The  is an automobile plant in Tahara, Aichi, Japan owned by Toyota Motor Corporation. The address is 3-1 Midorigahama, Tahara City, Aichi Prefecture.

History
It was opened in January 1979. It is the most computerized and robotized automotive plant in the world and produces Lexus brand vehicles, including the Lexus IS, Lexus GS, Lexus LS, Lexus GX, and Lexus LX models. Several Toyota vehicles have been assembled there as well, including the Celica, Land Cruiser, Land Cruiser Prado, RAV4/Vanguard, WISH, and 4Runner. The plant also manufactures engines. Current Toyota vehicles being produced at the Tahara plant are the following: Toyota 4Runner Employees look through 4,000 details for every car produced. The plant creates a Lexus every 87 seconds, equal to 675 Lexus models per day.
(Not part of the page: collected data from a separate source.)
//! Immutable snapshot of one buyer's needs, budget, and priorities.

use serde::{Deserialize, Serialize};

use crate::catalog::BodyType;

/// Incentive/insurance region. A closed set: invalid codes are rejected at
/// construction (deserialization) instead of silently defaulting inside a
/// formula. Regions absent from a lookup table resolve to that table's
/// conservative fallback.
#[derive(Debug, Clone, Copy, PartialEq, Eq, PartialOrd, Ord, Hash, Serialize, Deserialize)]
#[serde(rename_all = "snake_case")]
pub enum Region {
    UsaFederal,
    UsaCalifornia,
    UsaColorado,
    UsaNewJersey,
    UsaNewYork,
    UsaTexas,
    CanadaFederal,
    CanadaQuebec,
    CanadaBc,
    CanadaOntario,
    Uk,
    Germany,
    France,
    Netherlands,
    Norway,
    Australia,
    Portugal,
}

/// How often the buyer drives beyond a single charge.
#[derive(Debug, Clone, Copy, PartialEq, Eq, Serialize, Deserialize)]
#[serde(rename_all = "snake_case")]
pub enum LongTripFrequency {
    Never,
    Rarely,
    Monthly,
    Weekly,
}

/// Home charging circuit tier.
#[derive(Debug, Clone, Copy, PartialEq, Eq, Serialize, Deserialize)]
#[serde(rename_all = "snake_case")]
pub enum ChargingTier {
    Level1,
    Level2,
}

/// Buyer-assigned priorities, each 1-5. Eight of these weight the scoring
/// categories; `zero_emissions` is consumed only by the powertrain advisor.
#[derive(Debug, Clone, Copy, PartialEq, Eq, Serialize, Deserialize)]
#[serde(default)]
pub struct PriorityWeights {
    pub range: u8,
    pub charging_speed: u8,
    pub efficiency: u8,
    pub acceleration: u8,
    pub tech_features: u8,
    pub safety: u8,
    pub reliability: u8,
    pub cargo: u8,
    pub zero_emissions: u8,
}

impl Default for PriorityWeights {
    fn default() -> Self {
        Self {
            range: 3,
            charging_speed: 3,
            efficiency: 3,
            acceleration: 2,
            tech_features: 3,
            safety: 4,
            reliability: 4,
            cargo: 3,
            zero_emissions: 3,
        }
    }
}

/// One recommendation request's worth of buyer context. Constructed by the
/// caller, read-only to the engine. Degenerate values (max below min budget,
/// all-zero weights, empty body-type set) are tolerated, never fatal.
#[derive(Debug, Clone, PartialEq, Serialize, Deserialize)]
#[serde(default)]
pub struct UserPreferences {
    pub daily_commute_km: f64,
    pub annual_km: f64,
    pub long_trips: LongTripFrequency,
    /// `None` means no home charging at all.
    pub home_charging: Option<ChargingTier>,
    pub work_charging: bool,
    pub min_budget: f64,
    pub max_budget: f64,
    pub region: Region,
    pub ownership_years: u32,
    pub electricity_cost_kwh: f64,
    pub fuel_cost_liter: f64,
    /// Requested body styles; an empty set falls back to sedan at filter time.
    pub body_types: Vec<BodyType>,
    pub min_seats: u8,
    pub min_cargo_liters: f64,
    pub needs_awd: bool,
    pub needs_towing: bool,
    pub min_towing_kg: u32,
    pub weights: PriorityWeights,
    pub preferred_brands: Vec<String>,
    pub excluded_brands: Vec<String>,
}

impl Default for UserPreferences {
    fn default() -> Self {
        Self {
            daily_commute_km: 50.0,
            annual_km: 20_000.0,
            long_trips: LongTripFrequency::Rarely,
            home_charging: Some(ChargingTier::Level2),
            work_charging: false,
            min_budget: 0.0,
            max_budget: 50_000.0,
            region: Region::UsaFederal,
            ownership_years: 5,
            electricity_cost_kwh: 0.15,
            fuel_cost_liter: 1.50,
            body_types: vec![BodyType::Sedan, BodyType::Suv],
            min_seats: 5,
            min_cargo_liters: 300.0,
            needs_awd: false,
            needs_towing: false,
            min_towing_kg: 0,
            weights: PriorityWeights::default(),
            preferred_brands: Vec::new(),
            excluded_brands: Vec::new(),
        }
    }
}

#[cfg(test)]
mod tests {
    use super::*;

    #[test]
    fn region_codes_round_trip_snake_case() {
        let json = serde_json::to_string(&Region::UsaCalifornia).expect("serialize");
        assert_eq!(json, "\"usa_california\"");
        let parsed: Region = serde_json::from_str("\"canada_quebec\"").expect("deserialize");
        assert_eq!(parsed, Region::CanadaQuebec);
    }

    #[test]
    fn unknown_region_code_is_rejected_at_construction() {
        assert!(serde_json::from_str::<Region>("\"atlantis\"").is_err());
    }

    #[test]
    fn preferences_deserialize_with_partial_payload() {
        let prefs: UserPreferences =
            serde_json::from_str(r#"{"region": "uk", "max_budget": 35000}"#).expect("deserialize");
        assert_eq!(prefs.region, Region::Uk);
        assert_eq!(prefs.max_budget, 35_000.0);
        assert_eq!(prefs.daily_commute_km, 50.0);
        assert_eq!(prefs.weights.safety, 4);
    }
}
When employees enter the factory floor, they pass through an air shower to remove dust. They are required to exercise and perform other physical activities such as holding and rolling golf balls in their palms. These motor exercises keep staff sharp, and Toyota believes these behaviors are essential to help retain the standards necessary to produce flawless vehicles.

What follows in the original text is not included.